By unlocking the Earth’s nearly inexhaustible supply of heat resources, the Department of Energy plans to make enhanced geothermal systems a widespread renewable energy option in the United States.
To kickstart the goal, the DOE says it will cut the cost of enhanced geothermal systems (EGS) by 90% to $45 per megawatt hour by 2035. More than 5 terawatts of heat resources, which the DOE says could provide enough energy to meet the electricity needs of the entire world, exist in the US.
Capturing even a little of that energy would significantly help the country toward clean energy targets, including President Biden’s goal of using 100% carbon-free electricity by 2035 and net-zero emissions by 2050. The EGS goal is part of the DOE’s Energy Earthshots program, which also includes hydrogen, long-duration storage, and carbon-neutral targets.
The DOE says the EGS program will move geothermal technology from research and development to commercial adoption. Geothermal energy currently generates approximately 3.7 gigawatts of electricity in the US, and geothermal power plants emit 99% less carbon dioxide than fossil fuel-powered facilities, according to the Energy Information Administration.
However, the DOE says most geothermal energy potential is not accessible with existing technology.
EGS resources are located at least 4,000 feet underground, with extremely hot temperatures, abrasive rocks, and a corrosive environment that comes with a variety of unknowns, the DOE says.
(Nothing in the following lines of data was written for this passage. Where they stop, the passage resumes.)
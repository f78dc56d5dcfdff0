//! End-to-end decoding of synthetic composite containers.

use chrono::{TimeZone, Utc};
use radar_common::{GridIndex, DE1200_EXTENT};
use radolan_parser::{decode_composite, FormatError};
use test_utils::{assert_approx_eq, build_run_container, code_for_rate, codes_with};

#[test]
fn test_decode_full_run() {
    let cell = GridIndex::new(543, 599);
    let container = build_run_container(
        "2408251200",
        DE1200_EXTENT,
        &[
            (0, codes_with(DE1200_EXTENT, &[(cell, code_for_rate(1.2))])),
            (5, codes_with(DE1200_EXTENT, &[(cell, code_for_rate(6.0))])),
            (10, codes_with(DE1200_EXTENT, &[])),
        ],
    );

    let frames = decode_composite(&container).unwrap();
    assert_eq!(frames.len(), 3);

    assert_eq!(
        frames[0].timestamp(),
        Utc.with_ymd_and_hms(2024, 8, 25, 12, 0, 0).unwrap()
    );
    assert_eq!(
        frames[2].timestamp(),
        Utc.with_ymd_and_hms(2024, 8, 25, 12, 10, 0).unwrap()
    );

    assert_approx_eq!(frames[0].rate_at(cell), 1.2, 1e-9);
    assert_approx_eq!(frames[1].rate_at(cell), 6.0, 1e-9);
    assert_eq!(frames[2].rate_at(cell), 0.0);
    assert_eq!(frames[0].rate_at(GridIndex::new(0, 0)), 0.0);
}

#[test]
fn test_decode_keeps_no_data_cells_dry() {
    let cell = GridIndex::new(100, 200);
    let container = build_run_container(
        "2408251200",
        DE1200_EXTENT,
        &[(0, codes_with(DE1200_EXTENT, &[(cell, 0x2000 | 50)]))],
    );

    let frames = decode_composite(&container).unwrap();
    assert_eq!(frames[0].code_at(cell), 0x2032);
    assert_eq!(frames[0].rate_at(cell), 0.0);
}

#[test]
fn test_decode_rejects_undersized_member() {
    let container = test_utils::build_container(&[(
        test_utils::member_name("2408251200", 0),
        test_utils::member_payload(&[0u16; 4]),
    )]);

    let err = decode_composite(&container).unwrap_err();
    assert!(
        matches!(err, FormatError::PayloadLength { .. }),
        "expected PayloadLength, got {:?}",
        err
    );
}
//! Shared snapshot state for concurrent queries.
//!
//! One writer publishes freshly built snapshot sets; any number of
//! readers query the current one. Publication swaps a reference behind
//! a read/write lock, so a reader observes either the complete previous
//! set or the complete new one, never a mixture. Queries clone the
//! reference out of the lock and run on it without holding the lock.

use std::sync::Arc;

use chrono::{DateTime, Utc};
use projection::PolarStereographic;
use radar_common::GeoCoordinate;
use tokio::sync::RwLock;
use tracing::info;

use crate::error::{QueryError, SnapshotError};
use crate::forecast::{next_rain_event, RainEvent};
use crate::series::PrecipitationSeries;
use crate::snapshot::SnapshotSet;

/// Query front of the nowcast engine.
///
/// Holds the projection and the currently published snapshot set. All
/// query methods resolve the coordinate once, then work purely on the
/// set they grabbed; a refresh landing mid-query does not affect them.
pub struct RadarService {
    projector: PolarStereographic,
    snapshots: RwLock<Option<Arc<SnapshotSet>>>,
}

impl RadarService {
    /// Create a service answering queries on the DE1200 composite grid.
    ///
    /// Starts without data; queries fail with `DataUnavailable` until
    /// the first [`publish`](Self::publish).
    pub fn new() -> Self {
        Self::with_projector(PolarStereographic::de1200())
    }

    /// Create a service answering queries on the given projector's grid.
    pub fn with_projector(projector: PolarStereographic) -> Self {
        Self {
            projector,
            snapshots: RwLock::new(None),
        }
    }

    /// Publish a freshly built snapshot set, replacing the previous one.
    ///
    /// The set must live on the service's grid: a set on any other
    /// extent is rejected and the published set stays in place. Cell
    /// indices resolved by the projector therefore always land inside
    /// the frames a query reads. Empty sets carry no extent and pass.
    pub async fn publish(&self, set: SnapshotSet) -> Result<(), SnapshotError> {
        if let Some(extent) = set.extent() {
            let expected = self.projector.extent;
            if extent != expected {
                return Err(SnapshotError::ExtentMismatch {
                    expected_cols: expected.cols,
                    expected_rows: expected.rows,
                    actual_cols: extent.cols,
                    actual_rows: extent.rows,
                });
            }
        }

        let set = Arc::new(set);
        let frames = set.len();
        let mut guard = self.snapshots.write().await;
        *guard = Some(set);
        drop(guard);
        info!(frames, "published snapshot set");
        Ok(())
    }

    /// The currently published snapshot set, if any.
    pub async fn current(&self) -> Option<Arc<SnapshotSet>> {
        self.snapshots.read().await.clone()
    }

    /// Whether a snapshot set has been published yet.
    pub async fn is_ready(&self) -> bool {
        self.current().await.is_some()
    }

    async fn current_or_unavailable(&self) -> Result<Arc<SnapshotSet>, QueryError> {
        self.current().await.ok_or(QueryError::DataUnavailable)
    }

    /// Time-ordered precipitation series at a coordinate.
    pub async fn precipitation_series(
        &self,
        coord: GeoCoordinate,
    ) -> Result<PrecipitationSeries, QueryError> {
        let set = self.current_or_unavailable().await?;
        let cell = self.projector.grid_index(coord)?;
        set.series_at(cell)
    }

    /// Interpolated precipitation rate at a coordinate and instant, in mm/h.
    pub async fn value_at(
        &self,
        coord: GeoCoordinate,
        instant: DateTime<Utc>,
    ) -> Result<f64, QueryError> {
        let series = self.precipitation_series(coord).await?;
        Ok(series.rate_at(instant))
    }

    /// The next rain event at a coordinate.
    pub async fn next_rain_event(&self, coord: GeoCoordinate) -> Result<RainEvent, QueryError> {
        let series = self.precipitation_series(coord).await?;
        Ok(next_rain_event(&series))
    }
}

impl Default for RadarService {
    fn default() -> Self {
        Self::new()
    }
}
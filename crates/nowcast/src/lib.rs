//! Precipitation nowcast engine.
//!
//! Turns decoded composite radar frames into point forecasts:
//!
//! - **Snapshot sets**: the frames of one refresh cycle, replaced
//!   atomically as a unit
//! - **Series extraction**: the time-ordered rates of one grid cell
//! - **Interpolation**: the rate at an arbitrary instant
//! - **Rain-event scan**: the next rain window with peak and total
//!
//! The engine owns no I/O. A poller fetches the composite container,
//! hands the bytes to [`build_snapshot_set`] and publishes the result
//! on a [`RadarService`]; queries then run purely against the published
//! set.
//!
//! # Example
//!
//! ```ignore
//! use nowcast::{build_snapshot_set, RadarService};
//! use radar_common::GeoCoordinate;
//!
//! let service = RadarService::new();
//! service.publish(build_snapshot_set(&archive_bytes)?).await?;
//!
//! let event = service
//!     .next_rain_event(GeoCoordinate::new(52.52, 13.40))
//!     .await?;
//! ```

pub mod error;
pub mod forecast;
pub mod series;
pub mod service;
pub mod snapshot;

// Re-export commonly used types at crate root
pub use error::{BuildError, QueryError, SnapshotError};
pub use forecast::{next_rain_event, RainEvent};
pub use series::{PrecipitationSample, PrecipitationSeries};
pub use service::RadarService;
pub use snapshot::{build_snapshot_set, SnapshotSet};

// Projection types surface in the service API (constructor input,
// QueryError payload); re-exported so downstream crates can use them
// without a projection dependency.
pub use projection::{OutOfDomainError, PolarStereographic};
EGS is a process of creating underground reservoirs by injecting fluid into naturally heated rocks to draw the geothermal energy to the surface.
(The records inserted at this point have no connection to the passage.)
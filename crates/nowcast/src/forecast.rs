//! Rain-event detection over a precipitation series.
//!
//! The scan walks the series once and reports the first rain window it
//! finds. A single dry sample inside a window does not end it; the
//! window only closes for good when two consecutive dry samples are
//! observed, at which point scanning stops so a later second event is
//! never folded into the first.

use chrono::{DateTime, Duration, Utc};
use radolan_parser::INTERVALS_PER_HOUR;

use crate::series::PrecipitationSeries;

/// The next rain window found in a series.
///
/// `start` is absent when no rain is forecast at all. `end` is absent
/// when rain is still falling at the series' last sample, so the
/// window's close lies beyond the forecast horizon.
#[derive(Debug, Clone, Copy, PartialEq)]
pub struct RainEvent {
    /// First sample with a non-zero rate.
    pub start: Option<DateTime<Utc>>,
    /// First dry sample after the window, if one was observed.
    pub end: Option<DateTime<Utc>>,
    /// Highest rate inside the window, in mm/h.
    pub peak_mm_h: f64,
    /// Accumulated precipitation over the window, in mm.
    pub total_mm: f64,
}

impl RainEvent {
    /// Duration of the window, known only when both ends are.
    pub fn length(&self) -> Option<Duration> {
        match (self.start, self.end) {
            (Some(start), Some(end)) => Some(end - start),
            _ => None,
        }
    }

    /// Whether the window touches the span `[now, now + horizon]`.
    ///
    /// A window that already started counts as starting now; a missing
    /// start never matches.
    pub fn starts_within(&self, now: DateTime<Utc>, horizon: Duration) -> bool {
        match self.start {
            Some(start) => start.max(now) - now <= horizon,
            None => false,
        }
    }
}

enum ScanState {
    Searching,
    Active,
    Ended,
}

/// Scan a series for its next rain event.
///
/// Three states drive the scan. `Searching` skips dry samples until the
/// first wet one opens the window. `Active` accumulates peak and total;
/// a dry sample records a provisional end and moves to `Ended`. From
/// `Ended` a wet sample reopens the window (the single dry sample is
/// healed into it), while a second dry sample confirms the end and
/// stops the scan.
///
/// The total divides the summed hourly-rate samples by the sampling
/// cadence, turning 5-minute rate observations into accumulated mm.
pub fn next_rain_event(series: &PrecipitationSeries) -> RainEvent {
    let mut state = ScanState::Searching;
    let mut start = None;
    let mut end = None;
    let mut peak = 0.0f64;
    let mut total = 0.0f64;

    for sample in series.samples() {
        let wet = sample.rate_mm_h > 0.0;
        match state {
            ScanState::Searching if wet => {
                start = Some(sample.timestamp);
                peak = sample.rate_mm_h;
                total = sample.rate_mm_h;
                state = ScanState::Active;
            }
            ScanState::Searching => {}
            ScanState::Active if wet => {
                peak = peak.max(sample.rate_mm_h);
                total += sample.rate_mm_h;
            }
            ScanState::Active => {
                end = Some(sample.timestamp);
                state = ScanState::Ended;
            }
            ScanState::Ended if wet => {
                end = None;
                peak = peak.max(sample.rate_mm_h);
                total += sample.rate_mm_h;
                state = ScanState::Active;
            }
            ScanState::Ended => break,
        }
    }

    RainEvent {
        start,
        end,
        peak_mm_h: peak,
        total_mm: total / INTERVALS_PER_HOUR,
    }
}
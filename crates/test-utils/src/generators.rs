//! Test data generators for synthetic radar grids.
//!
//! These generators create predictable, verifiable code grids that can
//! be used across the test suite. Codes are the raw 16-bit values a
//! composite payload carries; rates decoded from them can be asserted
//! exactly.

use radar_common::{GridExtent, GridIndex};

/// Code units per mm/h: codes quantize a 5-minute accumulation in
/// steps of 0.01 mm, so 100 units of 0.01 mm per 5 minutes is 12 mm/h.
const CODE_UNITS_PER_MM_H: f64 = 100.0 / 12.0;

/// Encodes a precipitation rate in mm/h as a raw grid code.
///
/// Rounds to the nearest representable code. Panics if the rate does
/// not fit the 12-bit value range, which keeps bad fixtures loud.
///
/// # Example
///
/// ```
/// use test_utils::code_for_rate;
///
/// assert_eq!(code_for_rate(12.0), 100);
/// assert_eq!(code_for_rate(0.0), 0);
/// ```
pub fn code_for_rate(rate_mm_h: f64) -> u16 {
    let code = (rate_mm_h * CODE_UNITS_PER_MM_H).round();
    assert!(
        (0.0..=0x0FFF as f64).contains(&code),
        "rate {} mm/h does not fit the code value range",
        rate_mm_h
    );
    code as u16
}

/// Creates a grid filled with a constant code.
///
/// Useful for testing edge cases and simple scenarios.
pub fn constant_codes(extent: GridExtent, code: u16) -> Vec<u16> {
    vec![code; extent.len()]
}

/// Creates a zero grid with specific codes planted at chosen cells.
///
/// # Example
///
/// ```
/// use radar_common::{GridExtent, GridIndex};
/// use test_utils::codes_with;
///
/// let extent = GridExtent::new(10, 5);
/// let codes = codes_with(extent, &[(GridIndex::new(3, 2), 100)]);
/// assert_eq!(codes[2 * 10 + 3], 100);
/// assert_eq!(codes[0], 0);
/// ```
pub fn codes_with(extent: GridExtent, cells: &[(GridIndex, u16)]) -> Vec<u16> {
    let mut codes = vec![0u16; extent.len()];
    for (cell, code) in cells {
        codes[extent.flat_index(*cell)] = *code;
    }
    codes
}

#[cfg(test)]
mod tests {
    use super::*;

    #[test]
    fn test_code_for_rate() {
        assert_eq!(code_for_rate(12.0), 100);
        assert_eq!(code_for_rate(0.12), 1);
        assert_eq!(code_for_rate(0.0), 0);
        assert_eq!(code_for_rate(6.0), 50);
    }

    #[test]
    #[should_panic(expected = "does not fit")]
    fn test_code_for_rate_rejects_oversized_rates() {
        // 0x0FFF units is 491.64 mm/h
        code_for_rate(500.0);
    }

    #[test]
    fn test_constant_codes() {
        let extent = GridExtent::new(4, 3);
        let codes = constant_codes(extent, 7);
        assert_eq!(codes.len(), 12);
        assert!(codes.iter().all(|&c| c == 7));
    }

    #[test]
    fn test_codes_with() {
        let extent = GridExtent::new(10, 5);
        let codes = codes_with(
            extent,
            &[(GridIndex::new(0, 0), 1), (GridIndex::new(9, 4), 2)],
        );
        assert_eq!(codes[0], 1);
        assert_eq!(codes[49], 2);
        assert_eq!(codes.iter().filter(|&&c| c != 0).count(), 2);
    }
}
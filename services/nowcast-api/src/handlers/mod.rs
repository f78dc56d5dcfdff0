//! HTTP request handlers for the nowcast API.

pub mod health;
pub mod point;
//! Nowcast API Service Library
//!
//! This crate provides the HTTP server and the refresh poller around
//! the nowcast engine: it fetches the DWD RV composite on a fixed
//! cadence and answers point precipitation queries from the currently
//! published snapshot set.

pub mod handlers;
pub mod ingest;
pub mod state;
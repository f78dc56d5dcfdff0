//! Health and readiness handlers.

use std::sync::Arc;

use axum::{extract::Extension, http::StatusCode, Json};
use serde::Serialize;

use crate::state::AppState;

#[derive(Serialize)]
pub struct HealthResponse {
    pub status: String,
}

#[derive(Serialize)]
pub struct ReadyResponse {
    pub ready: bool,
    /// Frames in the currently published snapshot set.
    pub frames: usize,
}

/// GET /health - Basic health check
pub async fn health_handler() -> Json<HealthResponse> {
    Json(HealthResponse {
        status: "ok".to_string(),
    })
}

/// GET /ready - Readiness check (a snapshot set has been published)
pub async fn ready_handler(
    Extension(state): Extension<Arc<AppState>>,
) -> (StatusCode, Json<ReadyResponse>) {
    let current = state.service.current().await;

    let response = ReadyResponse {
        ready: current.is_some(),
        frames: current.map(|set| set.len()).unwrap_or(0),
    };

    let status = if response.ready {
        StatusCode::OK
    } else {
        StatusCode::SERVICE_UNAVAILABLE
    };

    (status, Json(response))
}

#[cfg(test)]
mod tests {
    use super::*;

    #[tokio::test]
    async fn test_health_handler() {
        let response = health_handler().await;
        assert_eq!(response.status, "ok");
    }
}
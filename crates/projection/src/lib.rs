//! Coordinate reference system transformations.
//!
//! Implements the composite mosaic's map projection from scratch without
//! external dependencies.

pub mod stereographic;

pub use stereographic::{plane_to_cell, OutOfDomainError, PolarStereographic};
The EGS program will accelerate research and development, improve engineering, produce more wells, and capture more energy, according to the DOE.
Investments in the program include $44 million to help stimulate EGS innovations for the DOE’s Frontier Observatory for Geothermal Energy Research field laboratory and up to $165 million to advance both EGS and conventional geothermal energy. The Bipartisan Infrastructure Law also includes $84 million for four pilot EGS demonstration projects.
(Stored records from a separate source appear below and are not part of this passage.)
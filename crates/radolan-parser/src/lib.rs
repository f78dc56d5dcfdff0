//! RADOLAN composite parser.
//!
//! Decodes the DWD RV precipitation composite: a bzip2-compressed tar
//! container whose members are binary radar frames. Each member is an
//! ASCII product header terminated by a single ETX byte, followed by the
//! full DE1200 grid packed as unsigned 16-bit little-endian codes.

pub mod archive;
pub mod error;
pub mod frame;

pub use archive::{decode_composite, read_composite_archive};
pub use error::FormatError;
pub use frame::{rate_from_code, ArchiveMember, RadarFrame, INTERVALS_PER_HOUR};
//! Shared test utilities for the nowcast workspace.
//!
//! This crate provides common testing infrastructure including:
//! - Synthetic grid code generators
//! - In-memory composite container builders
//! - Approximate floating-point assertion macros
//!
//! # Usage
//!
//! Add to your crate's `Cargo.toml`:
//!
//! ```toml
//! [dev-dependencies]
//! test-utils = { path = "../test-utils" }
//! ```
//!
//! Then import in your tests:
//!
//! ```ignore
//! use test_utils::{assert_approx_eq, generators};
//! ```

pub mod composites;
pub mod generators;

// Re-export commonly used items at the crate root
pub use composites::*;
pub use generators::*;

/// Macro for approximate floating-point equality assertions.
///
/// # Usage
///
/// ```ignore
/// use test_utils::assert_approx_eq;
///
/// assert_approx_eq!(1.0001_f64, 1.0_f64, 0.001_f64); // passes
/// assert_approx_eq!(1.1_f32, 1.0_f32, 0.001_f32);    // fails
/// ```
#[macro_export]
macro_rules! assert_approx_eq {
    ($left:expr, $right:expr, $epsilon:expr) => {{
        let left: f64 = $left as f64;
        let right: f64 = $right as f64;
        let epsilon: f64 = $epsilon as f64;
        let diff = (left - right).abs();
        if diff > epsilon {
            panic!(
                "assertion failed: `(left ≈ right)`\n  left: `{:?}`,\n right: `{:?}`,\n  diff: `{:?}` > epsilon `{:?}`",
                left, right, diff, epsilon
            );
        }
    }};
}

/// Macro for approximate equality of coordinate pairs.
///
/// # Usage
///
/// ```ignore
/// use test_utils::assert_coords_approx_eq;
///
/// assert_coords_approx_eq!((1.0001, 2.0001), (1.0, 2.0), 0.001);
/// ```
#[macro_export]
macro_rules! assert_coords_approx_eq {
    (($x1:expr, $y1:expr), ($x2:expr, $y2:expr), $epsilon:expr) => {{
        $crate::assert_approx_eq!($x1, $x2, $epsilon);
        $crate::assert_approx_eq!($y1, $y2, $epsilon);
    }};
}
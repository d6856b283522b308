//! Image references and tracked images.

use serde::{Deserialize, Serialize};
use std::collections::HashMap;

/// Registry name for images no provider claims
pub const UNKNOWN_REGISTRY: &str = "unknown";

/// Registry an image is pulled from
#[derive(Debug, Clone, Default, PartialEq, Eq, Serialize, Deserialize)]
pub struct RegistryRef {
    /// Provider id once normalized, or `unknown`
    pub name: String,
    /// Registry URL; a bare domain before normalization, `https://<host>/v2` after
    pub url: String,
}

/// Local tag
#[derive(Debug, Clone, Default, PartialEq, Eq, Serialize, Deserialize)]
pub struct TagRef {
    pub value: String,
    pub semver: bool,
}

/// Digest watch state
#[derive(Debug, Clone, Default, PartialEq, Eq, Serialize, Deserialize)]
pub struct DigestRef {
    /// Whether digest changes signal updates
    pub watch: bool,
    /// Repo digest of the local image (`RepoDigests[0]` after the `@`)
    pub repo: Option<String>,
    /// Digest resolved for comparison
    pub value: Option<String>,
}

/// Image a container runs, as seen by the watcher
#[derive(Debug, Clone, Default, PartialEq, Eq, Serialize, Deserialize)]
pub struct ImageRef {
    /// Engine image id
    pub id: String,
    pub registry: RegistryRef,
    /// Repository path (e.g. `library/nginx`)
    pub name: String,
    pub tag: TagRef,
    pub digest: DigestRef,
    pub architecture: String,
    pub os: String,
    /// Platform variants reported by the engine distribution endpoint
    pub variant: Vec<String>,
    pub created: Option<String>,
}

impl ImageRef {
    /// Registry host with scheme and `/v2` suffix removed.
    pub fn registry_host(&self) -> &str {
        registry_host(&self.registry.url)
    }

    /// Pullable reference for a tag or digest
    /// (`ghcr.io/org/app:1.2.3`, `ghcr.io/org/app@sha256:...`).
    pub fn full_name(&self, tag_or_digest: &str) -> String {
        let separator = if tag_or_digest.starts_with("sha256:") {
            '@'
        } else {
            ':'
        };
        let host = self.registry_host();
        if host.is_empty() {
            format!("{}{}{}", self.name, separator, tag_or_digest)
        } else {
            format!("{}/{}{}{}", host, self.name, separator, tag_or_digest)
        }
    }

    /// The same image pinned to another tag.
    pub fn with_tag(&self, tag: &str) -> ImageRef {
        let mut image = self.clone();
        image.tag.value = tag.to_string();
        image
    }
}

/// Strip the scheme, the `/v2` API suffix and trailing slashes from a
/// registry URL.
pub fn registry_host(url: &str) -> &str {
    let without_scheme = url
        .strip_prefix("https://")
        .or_else(|| url.strip_prefix("http://"))
        .unwrap_or(url);
    let trimmed = without_scheme.trim_end_matches('/');
    trimmed.strip_suffix("/v2").unwrap_or(trimmed)
}

/// Image present on a device
#[derive(Debug, Clone, Default, PartialEq, Eq, Serialize, Deserialize)]
pub struct TrackedImage {
    pub id: String,
    pub device_id: String,
    pub watcher_id: String,
    pub repo_tags: Vec<String>,
    pub repo_digests: Vec<String>,
    pub size: i64,
    pub created: i64,
    pub labels: HashMap<String, String>,
}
Unlocking the clean energy will also help increase the implementation of technologies for geothermal heating and cooling, which could significantly help buildings reach net zero.
Google integrated a geothermal pile system into its 42-acre Bay View campus, which the company says is the largest integrated system in North America. Other geothermal energy examples include Boston University using underground heat exchangers to provide nearly all the heating and cooling needs for its new Center for Computing and Data Sciences, and Smith College broke ground on a geothermal project that it says will cut the school’s emissions by 90% by 2030.
“The United States has a vast, geothermal energy resource lying right beneath our feet, and this program will make it economical to bring that power to American households and businesses,” says US Secretary of Energy Jennifer M. Granholm.